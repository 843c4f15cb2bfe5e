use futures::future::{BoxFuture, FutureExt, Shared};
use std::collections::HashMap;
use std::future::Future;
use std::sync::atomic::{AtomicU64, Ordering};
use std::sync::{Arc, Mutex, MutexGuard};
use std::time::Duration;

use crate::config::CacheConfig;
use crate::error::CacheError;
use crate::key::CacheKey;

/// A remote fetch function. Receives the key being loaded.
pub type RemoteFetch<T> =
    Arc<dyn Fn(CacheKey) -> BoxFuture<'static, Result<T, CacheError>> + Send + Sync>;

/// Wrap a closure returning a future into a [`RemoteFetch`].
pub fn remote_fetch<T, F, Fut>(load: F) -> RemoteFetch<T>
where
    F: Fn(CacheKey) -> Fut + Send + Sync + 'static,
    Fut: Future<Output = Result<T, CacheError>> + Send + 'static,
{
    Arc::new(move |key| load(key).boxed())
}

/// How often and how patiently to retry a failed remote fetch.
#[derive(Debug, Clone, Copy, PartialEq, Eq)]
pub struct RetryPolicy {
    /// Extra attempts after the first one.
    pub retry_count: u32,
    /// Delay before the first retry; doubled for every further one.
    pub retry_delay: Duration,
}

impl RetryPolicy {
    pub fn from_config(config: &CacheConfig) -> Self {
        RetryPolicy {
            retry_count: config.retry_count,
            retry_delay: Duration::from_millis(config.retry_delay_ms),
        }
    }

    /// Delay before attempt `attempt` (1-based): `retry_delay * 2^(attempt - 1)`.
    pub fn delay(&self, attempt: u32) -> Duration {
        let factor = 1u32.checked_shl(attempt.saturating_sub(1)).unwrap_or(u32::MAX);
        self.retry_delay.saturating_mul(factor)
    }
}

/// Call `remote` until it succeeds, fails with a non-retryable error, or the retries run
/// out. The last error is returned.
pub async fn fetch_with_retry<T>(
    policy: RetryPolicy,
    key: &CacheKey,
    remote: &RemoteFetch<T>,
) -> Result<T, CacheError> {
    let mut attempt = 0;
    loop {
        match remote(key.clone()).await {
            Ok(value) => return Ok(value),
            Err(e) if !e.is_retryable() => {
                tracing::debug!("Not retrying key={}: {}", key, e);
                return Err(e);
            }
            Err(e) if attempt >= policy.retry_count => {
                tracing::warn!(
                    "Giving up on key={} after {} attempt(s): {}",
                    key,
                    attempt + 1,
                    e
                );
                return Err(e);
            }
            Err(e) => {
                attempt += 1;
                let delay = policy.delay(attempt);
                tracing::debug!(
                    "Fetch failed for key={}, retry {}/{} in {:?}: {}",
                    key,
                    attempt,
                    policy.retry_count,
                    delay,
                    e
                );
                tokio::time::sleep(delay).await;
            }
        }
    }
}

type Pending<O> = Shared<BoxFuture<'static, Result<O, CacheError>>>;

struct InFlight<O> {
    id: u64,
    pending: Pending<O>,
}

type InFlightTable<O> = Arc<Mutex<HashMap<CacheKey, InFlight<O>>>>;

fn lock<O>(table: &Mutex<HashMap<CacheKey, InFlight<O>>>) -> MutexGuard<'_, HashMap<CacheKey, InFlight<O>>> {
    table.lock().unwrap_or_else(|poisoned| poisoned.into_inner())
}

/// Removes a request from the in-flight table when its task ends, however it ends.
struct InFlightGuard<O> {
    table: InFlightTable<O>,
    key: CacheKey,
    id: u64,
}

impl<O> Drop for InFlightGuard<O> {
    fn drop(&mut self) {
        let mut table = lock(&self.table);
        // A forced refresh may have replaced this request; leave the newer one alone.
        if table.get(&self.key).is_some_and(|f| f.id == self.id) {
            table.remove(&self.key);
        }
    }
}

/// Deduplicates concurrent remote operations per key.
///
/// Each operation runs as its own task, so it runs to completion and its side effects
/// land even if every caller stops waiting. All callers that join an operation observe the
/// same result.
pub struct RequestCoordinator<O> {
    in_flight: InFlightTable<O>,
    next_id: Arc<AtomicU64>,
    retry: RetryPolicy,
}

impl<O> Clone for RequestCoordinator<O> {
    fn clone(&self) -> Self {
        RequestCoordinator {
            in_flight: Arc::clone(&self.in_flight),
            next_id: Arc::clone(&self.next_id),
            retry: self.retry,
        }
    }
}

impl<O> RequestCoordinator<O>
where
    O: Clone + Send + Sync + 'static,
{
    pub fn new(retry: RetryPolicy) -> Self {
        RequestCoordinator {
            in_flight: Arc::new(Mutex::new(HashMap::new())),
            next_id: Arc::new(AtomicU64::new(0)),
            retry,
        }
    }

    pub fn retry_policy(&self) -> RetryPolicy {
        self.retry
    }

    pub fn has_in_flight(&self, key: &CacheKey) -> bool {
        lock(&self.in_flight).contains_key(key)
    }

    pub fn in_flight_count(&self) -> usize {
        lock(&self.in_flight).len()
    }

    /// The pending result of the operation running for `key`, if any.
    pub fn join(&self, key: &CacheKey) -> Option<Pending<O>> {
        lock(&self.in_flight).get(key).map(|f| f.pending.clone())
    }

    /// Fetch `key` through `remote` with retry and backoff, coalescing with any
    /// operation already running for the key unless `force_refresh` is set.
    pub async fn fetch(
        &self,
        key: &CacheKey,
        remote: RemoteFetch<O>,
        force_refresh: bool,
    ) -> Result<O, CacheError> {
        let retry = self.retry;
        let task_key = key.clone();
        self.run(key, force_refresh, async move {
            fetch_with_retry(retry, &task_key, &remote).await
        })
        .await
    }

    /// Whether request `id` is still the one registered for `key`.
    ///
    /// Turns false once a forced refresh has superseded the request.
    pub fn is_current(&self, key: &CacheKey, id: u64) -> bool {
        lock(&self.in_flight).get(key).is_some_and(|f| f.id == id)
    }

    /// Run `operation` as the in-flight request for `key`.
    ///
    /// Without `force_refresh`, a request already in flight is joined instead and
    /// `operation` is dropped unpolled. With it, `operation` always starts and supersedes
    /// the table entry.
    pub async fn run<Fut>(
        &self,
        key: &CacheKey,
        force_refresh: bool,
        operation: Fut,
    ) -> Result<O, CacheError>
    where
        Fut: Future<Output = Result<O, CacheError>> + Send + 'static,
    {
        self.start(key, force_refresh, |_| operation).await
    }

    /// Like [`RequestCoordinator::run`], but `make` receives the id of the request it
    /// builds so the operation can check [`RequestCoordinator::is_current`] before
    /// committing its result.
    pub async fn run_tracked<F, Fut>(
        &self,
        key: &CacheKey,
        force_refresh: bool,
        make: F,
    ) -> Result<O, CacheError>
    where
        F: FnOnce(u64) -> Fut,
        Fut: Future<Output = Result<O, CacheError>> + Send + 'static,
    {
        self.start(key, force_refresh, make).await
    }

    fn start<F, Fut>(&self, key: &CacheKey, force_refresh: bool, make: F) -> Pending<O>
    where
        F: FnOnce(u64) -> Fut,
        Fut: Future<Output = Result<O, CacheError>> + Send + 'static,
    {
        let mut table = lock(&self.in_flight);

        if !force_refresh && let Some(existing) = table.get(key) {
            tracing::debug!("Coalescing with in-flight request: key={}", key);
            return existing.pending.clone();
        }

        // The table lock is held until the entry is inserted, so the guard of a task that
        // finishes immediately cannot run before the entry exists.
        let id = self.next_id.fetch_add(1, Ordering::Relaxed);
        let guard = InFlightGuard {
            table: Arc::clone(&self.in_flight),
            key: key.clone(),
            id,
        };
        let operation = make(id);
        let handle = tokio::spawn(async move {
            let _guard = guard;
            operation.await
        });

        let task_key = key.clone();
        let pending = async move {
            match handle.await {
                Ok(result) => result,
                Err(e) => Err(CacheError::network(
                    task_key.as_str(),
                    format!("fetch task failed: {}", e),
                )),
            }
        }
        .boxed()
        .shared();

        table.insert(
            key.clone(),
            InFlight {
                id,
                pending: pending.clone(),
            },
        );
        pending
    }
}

...

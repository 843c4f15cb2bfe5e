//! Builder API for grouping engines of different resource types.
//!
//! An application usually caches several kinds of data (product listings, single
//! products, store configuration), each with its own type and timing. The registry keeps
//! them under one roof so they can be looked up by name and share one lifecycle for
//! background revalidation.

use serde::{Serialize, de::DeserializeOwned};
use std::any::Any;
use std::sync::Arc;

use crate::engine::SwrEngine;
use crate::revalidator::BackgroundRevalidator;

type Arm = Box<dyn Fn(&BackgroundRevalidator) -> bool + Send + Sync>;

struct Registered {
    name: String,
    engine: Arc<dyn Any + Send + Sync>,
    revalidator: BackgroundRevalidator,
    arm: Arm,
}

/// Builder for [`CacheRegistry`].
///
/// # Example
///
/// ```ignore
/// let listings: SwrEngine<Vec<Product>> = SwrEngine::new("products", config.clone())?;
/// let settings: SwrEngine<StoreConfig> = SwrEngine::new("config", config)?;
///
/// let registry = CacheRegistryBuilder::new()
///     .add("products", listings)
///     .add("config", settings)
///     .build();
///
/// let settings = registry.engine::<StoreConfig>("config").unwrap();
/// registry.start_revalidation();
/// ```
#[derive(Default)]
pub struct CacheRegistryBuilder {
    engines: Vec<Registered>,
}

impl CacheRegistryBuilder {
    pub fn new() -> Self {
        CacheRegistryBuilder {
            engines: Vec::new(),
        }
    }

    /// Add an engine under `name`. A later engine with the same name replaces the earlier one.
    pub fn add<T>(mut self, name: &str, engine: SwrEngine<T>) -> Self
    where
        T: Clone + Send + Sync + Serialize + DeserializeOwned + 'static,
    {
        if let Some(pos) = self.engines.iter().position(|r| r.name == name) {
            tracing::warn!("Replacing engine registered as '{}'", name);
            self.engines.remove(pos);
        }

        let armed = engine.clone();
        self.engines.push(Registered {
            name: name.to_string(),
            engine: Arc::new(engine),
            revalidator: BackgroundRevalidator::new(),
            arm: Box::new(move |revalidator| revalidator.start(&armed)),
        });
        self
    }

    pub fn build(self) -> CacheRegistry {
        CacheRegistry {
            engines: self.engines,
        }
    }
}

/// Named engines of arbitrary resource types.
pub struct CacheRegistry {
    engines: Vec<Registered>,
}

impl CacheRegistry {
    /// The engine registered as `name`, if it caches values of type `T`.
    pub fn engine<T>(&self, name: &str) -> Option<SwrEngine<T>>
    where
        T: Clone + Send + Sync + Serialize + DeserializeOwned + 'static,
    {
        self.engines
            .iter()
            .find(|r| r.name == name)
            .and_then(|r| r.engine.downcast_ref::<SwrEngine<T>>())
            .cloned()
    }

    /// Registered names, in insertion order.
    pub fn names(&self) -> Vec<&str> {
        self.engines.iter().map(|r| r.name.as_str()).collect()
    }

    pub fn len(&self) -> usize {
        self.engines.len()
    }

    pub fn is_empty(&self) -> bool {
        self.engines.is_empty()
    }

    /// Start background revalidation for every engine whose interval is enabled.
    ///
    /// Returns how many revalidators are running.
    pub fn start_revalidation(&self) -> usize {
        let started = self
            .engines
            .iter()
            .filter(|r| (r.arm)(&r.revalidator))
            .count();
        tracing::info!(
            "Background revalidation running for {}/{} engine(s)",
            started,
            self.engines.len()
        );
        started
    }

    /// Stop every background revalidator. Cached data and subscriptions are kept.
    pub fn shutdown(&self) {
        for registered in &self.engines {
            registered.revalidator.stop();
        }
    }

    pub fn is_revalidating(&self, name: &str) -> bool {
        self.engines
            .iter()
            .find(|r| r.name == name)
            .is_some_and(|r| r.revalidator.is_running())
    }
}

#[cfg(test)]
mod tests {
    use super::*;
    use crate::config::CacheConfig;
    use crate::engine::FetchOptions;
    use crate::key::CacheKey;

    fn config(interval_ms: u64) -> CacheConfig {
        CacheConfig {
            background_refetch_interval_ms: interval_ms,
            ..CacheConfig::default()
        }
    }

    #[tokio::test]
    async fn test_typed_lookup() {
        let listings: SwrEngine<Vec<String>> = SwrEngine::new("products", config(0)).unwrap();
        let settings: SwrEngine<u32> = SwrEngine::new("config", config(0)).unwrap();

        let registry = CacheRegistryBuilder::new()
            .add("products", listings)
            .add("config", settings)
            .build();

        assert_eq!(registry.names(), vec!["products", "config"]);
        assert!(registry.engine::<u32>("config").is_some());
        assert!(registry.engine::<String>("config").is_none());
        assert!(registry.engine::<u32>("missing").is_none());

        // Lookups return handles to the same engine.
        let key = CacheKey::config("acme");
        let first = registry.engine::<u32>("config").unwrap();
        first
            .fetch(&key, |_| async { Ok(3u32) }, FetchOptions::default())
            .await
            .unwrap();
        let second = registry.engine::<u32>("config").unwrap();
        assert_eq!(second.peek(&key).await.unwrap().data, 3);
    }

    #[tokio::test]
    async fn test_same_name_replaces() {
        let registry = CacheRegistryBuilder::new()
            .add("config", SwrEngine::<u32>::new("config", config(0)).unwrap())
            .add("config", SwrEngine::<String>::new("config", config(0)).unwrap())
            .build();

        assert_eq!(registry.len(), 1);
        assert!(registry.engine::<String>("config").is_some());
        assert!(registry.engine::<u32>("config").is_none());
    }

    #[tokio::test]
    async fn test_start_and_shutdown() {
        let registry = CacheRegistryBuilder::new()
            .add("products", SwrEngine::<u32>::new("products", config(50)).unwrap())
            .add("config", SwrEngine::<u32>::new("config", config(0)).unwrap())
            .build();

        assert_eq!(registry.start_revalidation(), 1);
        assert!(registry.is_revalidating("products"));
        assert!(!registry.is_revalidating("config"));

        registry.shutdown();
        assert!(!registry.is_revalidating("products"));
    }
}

* * *

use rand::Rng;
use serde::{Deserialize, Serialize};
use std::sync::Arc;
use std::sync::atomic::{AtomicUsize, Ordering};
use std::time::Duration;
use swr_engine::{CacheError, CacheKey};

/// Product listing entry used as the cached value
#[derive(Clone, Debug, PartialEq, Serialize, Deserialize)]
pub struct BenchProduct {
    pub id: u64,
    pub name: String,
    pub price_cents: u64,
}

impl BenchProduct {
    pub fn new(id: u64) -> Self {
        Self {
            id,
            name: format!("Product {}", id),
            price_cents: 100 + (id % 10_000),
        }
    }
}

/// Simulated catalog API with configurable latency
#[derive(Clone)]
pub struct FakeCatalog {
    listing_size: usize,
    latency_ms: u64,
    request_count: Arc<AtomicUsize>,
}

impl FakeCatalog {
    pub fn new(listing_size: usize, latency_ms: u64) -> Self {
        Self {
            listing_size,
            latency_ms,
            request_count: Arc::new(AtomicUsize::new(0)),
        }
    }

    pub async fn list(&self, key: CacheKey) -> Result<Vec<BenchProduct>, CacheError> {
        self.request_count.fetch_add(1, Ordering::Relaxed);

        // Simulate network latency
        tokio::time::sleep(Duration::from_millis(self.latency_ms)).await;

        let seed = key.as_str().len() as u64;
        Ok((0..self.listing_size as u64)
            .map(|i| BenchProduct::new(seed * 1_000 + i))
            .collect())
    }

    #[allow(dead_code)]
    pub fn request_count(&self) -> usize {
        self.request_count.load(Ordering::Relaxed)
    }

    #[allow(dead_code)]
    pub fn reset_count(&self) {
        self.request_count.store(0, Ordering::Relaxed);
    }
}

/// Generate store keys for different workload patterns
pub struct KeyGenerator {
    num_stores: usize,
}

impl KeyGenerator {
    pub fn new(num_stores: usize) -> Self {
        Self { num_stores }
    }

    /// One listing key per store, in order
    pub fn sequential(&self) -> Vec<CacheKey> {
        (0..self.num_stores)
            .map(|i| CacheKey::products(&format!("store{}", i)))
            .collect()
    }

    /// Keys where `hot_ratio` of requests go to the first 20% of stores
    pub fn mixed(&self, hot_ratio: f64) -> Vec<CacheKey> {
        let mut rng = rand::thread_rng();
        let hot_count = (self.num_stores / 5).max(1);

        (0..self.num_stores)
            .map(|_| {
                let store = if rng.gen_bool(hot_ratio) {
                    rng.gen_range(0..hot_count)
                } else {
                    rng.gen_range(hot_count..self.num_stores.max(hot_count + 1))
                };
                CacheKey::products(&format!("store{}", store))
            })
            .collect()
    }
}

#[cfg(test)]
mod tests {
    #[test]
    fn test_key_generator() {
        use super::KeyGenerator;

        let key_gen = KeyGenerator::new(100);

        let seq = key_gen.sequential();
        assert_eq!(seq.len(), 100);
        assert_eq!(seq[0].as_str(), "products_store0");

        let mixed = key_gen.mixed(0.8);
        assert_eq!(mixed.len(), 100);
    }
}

TASK STATEMENT
Copy every line that contains "Relaxed" from the listing above.

ANSWER
        let id = self.next_id.fetch_add(1, Ordering::Relaxed);
        self.request_count.fetch_add(1, Ordering::Relaxed);
        self.request_count.load(Ordering::Relaxed)
        self.request_count.store(0, Ordering::Relaxed);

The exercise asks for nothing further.